Время после полудня он провел в полной бездеятельности, сидя в жарко натопленном кабинете и выкурив при этом шесть или семь трубок. Почти во всех расследованиях неизбежно наступает такой момент — Мегрэ называл его «окном», — когда на руках имеется ряд исходных данных, нуждающихся в проверке, но их еще невозможно расставить по своим местам.
Это период спокойный и одновременно побуждающий к действию, поскольку появляется искушение построить гипотезы, сделать выводы, которые в дальнейшем могут оказаться и неверными.
Если бы Мегрэ следовал своим желаниям и если бы не повторял постоянно, что роль дивизионного комиссара заключается не в том, чтобы бегать повсюду, как охотничья собака, он бы сам увидел все своими глазами, как это и происходило в те времена, когда он был всего лишь инспектором.
Например, он завидовал Кёлемансу, что тот видел Лину Наур и ее некрасивую подругу в амстердамской квартире, где когда-то обе девушки жили вместе.
Ему хотелось бы вместо Лапуэнта провести целый день в доме на авеню Парк-Монсури, чтобы повсюду совать свой нос и вынюхивать во всех закоулках, открывать наугад ящики, наблюдать за Фуадом Уэни, Пьером Науром, за непонятной Нелли, которая, возможно, не была такой инфантильной, какой хотела казаться.
У Мегрэ не было обдуманного плана. Он шел вперед наобум, стараясь не придерживаться какой-то заранее определенной точки зрения.
Он улыбнулся, когда увидел, что в кабинет вошла, постучав в дверь, служанка супругов Пардон.

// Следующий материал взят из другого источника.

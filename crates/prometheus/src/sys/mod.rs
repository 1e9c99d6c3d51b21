pub mod input;
pub mod runtime;
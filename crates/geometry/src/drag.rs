//! Turning pointer motion around a wheel into scroll offsets and list steps.

use crate::angle::{self, FULL_TURN};
use crate::point::Point;
use serde::{Deserialize, Serialize};

/// Offset units gained per full turn, relative to the scrollable extent.
///
/// A ratio of 2.0 means half a turn scrolls the whole list.
#[derive(Debug, Clone, Copy, PartialEq, Serialize, Deserialize)]
#[serde(default)]
pub struct RotaryScale {
    pub sweep_ratio: f64,
}

impl Default for RotaryScale {
    fn default() -> Self {
        Self { sweep_ratio: 2.0 }
    }
}

impl RotaryScale {
    pub fn new(sweep_ratio: f64) -> Self {
        Self { sweep_ratio }
    }

    pub fn offset_per_turn(&self, max_offset: f64) -> f64 {
        let ratio = if self.sweep_ratio.is_finite() {
            self.sweep_ratio
        } else {
            0.0
        };
        max_offset * ratio
    }
}

/// Largest scroll offset of a list of `item_count` rows of `item_extent`
/// shown through a window of `viewport_extent`.
pub fn max_scroll(item_count: usize, item_extent: f64, viewport_extent: f64) -> f64 {
    (item_count as f64 * item_extent - viewport_extent).max(0.0)
}

/// Visual rotation of the wheel for a given scroll offset.
pub fn rotation_degrees(offset: f64, max_offset: f64) -> f64 {
    if max_offset > 0.0 {
        offset / max_offset * FULL_TURN
    } else {
        0.0
    }
}

fn clamp_offset(offset: f64, max_offset: f64) -> f64 {
    if offset.is_nan() {
        return 0.0;
    }
    offset.clamp(0.0, max_offset.max(0.0))
}

/// A continuous drag around a fixed center that scrolls a bounded offset.
///
/// The delta is always measured from the angle at drag start, so crossing the
/// ±180° seam keeps the offset continuous.
#[derive(Debug, Clone, PartialEq)]
pub struct RotaryDrag {
    center: Point,
    start_angle: f64,
    start_offset: f64,
    current_offset: f64,
    max_offset: f64,
    scale: RotaryScale,
}

impl RotaryDrag {
    pub fn begin(
        center: Point,
        pointer: Point,
        start_offset: f64,
        max_offset: f64,
        scale: RotaryScale,
    ) -> Self {
        let max_offset = if max_offset.is_finite() {
            max_offset.max(0.0)
        } else {
            0.0
        };
        let start_offset = clamp_offset(start_offset, max_offset);
        let start_angle = angle::pointer_angle(center, pointer);
        log::trace!(
            "rotary drag start: angle {:.2}, offset {:.2}/{:.2}",
            start_angle,
            start_offset,
            max_offset
        );
        Self {
            center,
            start_angle,
            start_offset,
            current_offset: start_offset,
            max_offset,
            scale,
        }
    }

    pub fn update(&mut self, pointer: Point) -> f64 {
        let current = angle::pointer_angle(self.center, pointer);
        let delta = angle::wrap_delta(current, self.start_angle);
        let moved = delta / FULL_TURN * self.scale.offset_per_turn(self.max_offset);
        self.current_offset = clamp_offset(self.start_offset + moved, self.max_offset);
        self.current_offset
    }

    pub fn finish(self) -> f64 {
        log::trace!("rotary drag end at offset {:.2}", self.current_offset);
        self.current_offset
    }

    pub fn center(&self) -> Point {
        self.center
    }

    pub fn start_angle(&self) -> f64 {
        self.start_angle
    }

    pub fn offset(&self) -> f64 {
        self.current_offset
    }

    pub fn max_offset(&self) -> f64 {
        self.max_offset
    }

    pub fn rotation(&self) -> f64 {
        rotation_degrees(self.current_offset, self.max_offset)
    }
}

/// A drag that walks a list one option per `360 / len` degrees of rotation.
///
/// Unlike [`RotaryDrag`] it accumulates small wrapped deltas between
/// consecutive samples, so several full turns keep counting.
#[derive(Debug, Clone, PartialEq)]
pub struct StepDrag {
    center: Point,
    last_angle: f64,
    accumulated: f64,
    rotation: f64,
    index: usize,
    len: usize,
}

impl StepDrag {
    pub fn begin(center: Point, pointer: Point, index: usize, len: usize) -> Self {
        Self {
            center,
            last_angle: angle::pointer_angle(center, pointer),
            accumulated: 0.0,
            rotation: 0.0,
            index: index.min(len.saturating_sub(1)),
            len,
        }
    }

    pub fn degrees_per_step(&self) -> f64 {
        if self.len == 0 {
            FULL_TURN
        } else {
            FULL_TURN / self.len as f64
        }
    }

    /// Feeds a pointer sample and returns the new index when it changed.
    pub fn update(&mut self, pointer: Point) -> Option<usize> {
        if self.len == 0 {
            return None;
        }
        let current = angle::pointer_angle(self.center, pointer);
        let delta = angle::wrap_delta(current, self.last_angle);
        self.last_angle = current;
        self.rotation += delta;
        self.accumulated += delta;

        let per_step = self.degrees_per_step();
        let steps = (self.accumulated / per_step).trunc();
        if steps == 0.0 {
            return None;
        }
        self.accumulated -= steps * per_step;

        let target = (self.index as f64 + steps).clamp(0.0, (self.len - 1) as f64) as usize;
        if target == self.index {
            return None;
        }
        self.index = target;
        Some(target)
    }

    pub fn index(&self) -> usize {
        self.index
    }

    /// Total visual rotation since the drag started.
    pub fn rotation(&self) -> f64 {
        self.rotation
    }

    pub fn finish(self) -> usize {
        self.index
    }
}

/// One scroll-wheel notch: down moves forwards, up moves backwards.
pub fn scroll_step(index: usize, len: usize, delta_y: f64) -> usize {
    if len == 0 {
        return 0;
    }
    let last = len - 1;
    let index = index.min(last);
    if delta_y > 0.0 {
        (index + 1).min(last)
    } else if delta_y < 0.0 {
        index.saturating_sub(1)
    } else {
        index
    }
}

#[cfg(test)]
mod tests {
    use super::*;

    const EPSILON: f64 = 1e-9;

    fn at(degrees: f64) -> Point {
        angle::angle_to_position(degrees, 50.0, Point::new(200.0, 200.0))
    }

    #[test]
    fn test_max_scroll_never_negative() {
        assert_eq!(max_scroll(10, 34.0, 170.0), 170.0);
        assert_eq!(max_scroll(3, 34.0, 170.0), 0.0);
    }

    #[test]
    fn test_rotation_of_empty_range_is_zero() {
        assert_eq!(rotation_degrees(10.0, 0.0), 0.0);
        assert_eq!(rotation_degrees(85.0, 170.0), 180.0);
    }

    #[test]
    fn test_quarter_turn_moves_half_the_range_by_default() {
        let mut drag =
            RotaryDrag::begin(Point::new(200.0, 200.0), at(0.0), 0.0, 100.0, RotaryScale::default());
        let offset = drag.update(at(90.0));
        assert!((offset - 50.0).abs() < EPSILON);
    }

    #[test]
    fn test_offset_clamps_to_range() {
        let mut drag =
            RotaryDrag::begin(Point::new(200.0, 200.0), at(0.0), 10.0, 100.0, RotaryScale::default());
        assert_eq!(drag.update(at(-90.0)), 0.0);
        assert_eq!(drag.update(at(170.0)), 100.0);
    }

    #[test]
    fn test_drag_is_continuous_across_seam() {
        let center = Point::new(200.0, 200.0);
        let mut drag = RotaryDrag::begin(center, at(179.0), 50.0, 360.0, RotaryScale::new(1.0));
        let offset = drag.update(at(-179.0));
        // +2 degrees of a 360 unit turn
        assert!((offset - 52.0).abs() < 1e-6);
    }

    #[test]
    fn test_finish_freezes_last_offset() {
        let mut drag =
            RotaryDrag::begin(Point::new(200.0, 200.0), at(0.0), 0.0, 100.0, RotaryScale::default());
        drag.update(at(45.0));
        let last = drag.offset();
        assert_eq!(drag.finish(), last);
    }

    #[test]
    fn test_zero_ratio_never_moves() {
        let mut drag =
            RotaryDrag::begin(Point::new(200.0, 200.0), at(0.0), 30.0, 100.0, RotaryScale::new(0.0));
        assert_eq!(drag.update(at(120.0)), 30.0);
    }

    #[test]
    fn test_start_offset_is_clamped() {
        let drag =
            RotaryDrag::begin(Point::new(0.0, 0.0), Point::new(0.0, -1.0), 500.0, 100.0, RotaryScale::default());
        assert_eq!(drag.offset(), 100.0);
    }

    #[test]
    fn test_step_drag_advances_per_slice() {
        let center = Point::new(200.0, 200.0);
        let mut drag = StepDrag::begin(center, at(0.0), 0, 4);
        assert_eq!(drag.degrees_per_step(), 90.0);
        assert_eq!(drag.update(at(45.0)), None);
        assert_eq!(drag.update(at(95.0)), Some(1));
        assert_eq!(drag.update(at(185.0)), Some(2));
    }

    #[test]
    fn test_step_drag_clamps_at_ends() {
        let center = Point::new(200.0, 200.0);
        let mut drag = StepDrag::begin(center, at(0.0), 0, 3);
        assert_eq!(drag.update(at(-130.0)), None);
        assert_eq!(drag.index(), 0);
    }

    #[test]
    fn test_step_drag_tracks_rotation_across_turns() {
        let center = Point::new(200.0, 200.0);
        let mut drag = StepDrag::begin(center, at(0.0), 0, 100);
        for degrees in (10..=720).step_by(10) {
            drag.update(at(degrees as f64));
        }
        assert!((drag.rotation() - 720.0).abs() < 1e-6);
        assert_eq!(drag.finish(), 99);
    }

    #[test]
    fn test_scroll_step_moves_one_notch() {
        assert_eq!(scroll_step(0, 5, 1.0), 1);
        assert_eq!(scroll_step(4, 5, 1.0), 4);
        assert_eq!(scroll_step(0, 5, -3.0), 0);
        assert_eq!(scroll_step(2, 5, -1.0), 1);
        assert_eq!(scroll_step(2, 0, 1.0), 0);
    }
}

— Добрый день, господин Мегрэ…
Ведь для нее он не был комиссаром уголовной полиции, а всего лишь гостем, который раз в месяц приходил к ним в дом.
— Я принесла вам рапорт. Мосье Пардон поручил мне передать его лично вам.
Врач отпечатал его двумя пальцами на старой машинке, и в нем были заметны подчистки, пропущенные буквы, некоторые слова сливались.
Уж не начал ли Пардон составлять этот документ прошлой ночью, сразу же после ухода Мегрэ? Или он готовил его, печатая по нескольку строчек в перерывах между приемом своих больных? Комиссар бегло просмотрел написанное, и его губы еще шире раздвинулись в улыбке, когда он заметил педантичность своего друга, приложившего большие усилия, чтобы не пропустить ни одной детали, словно речь шла о медицинском заключении.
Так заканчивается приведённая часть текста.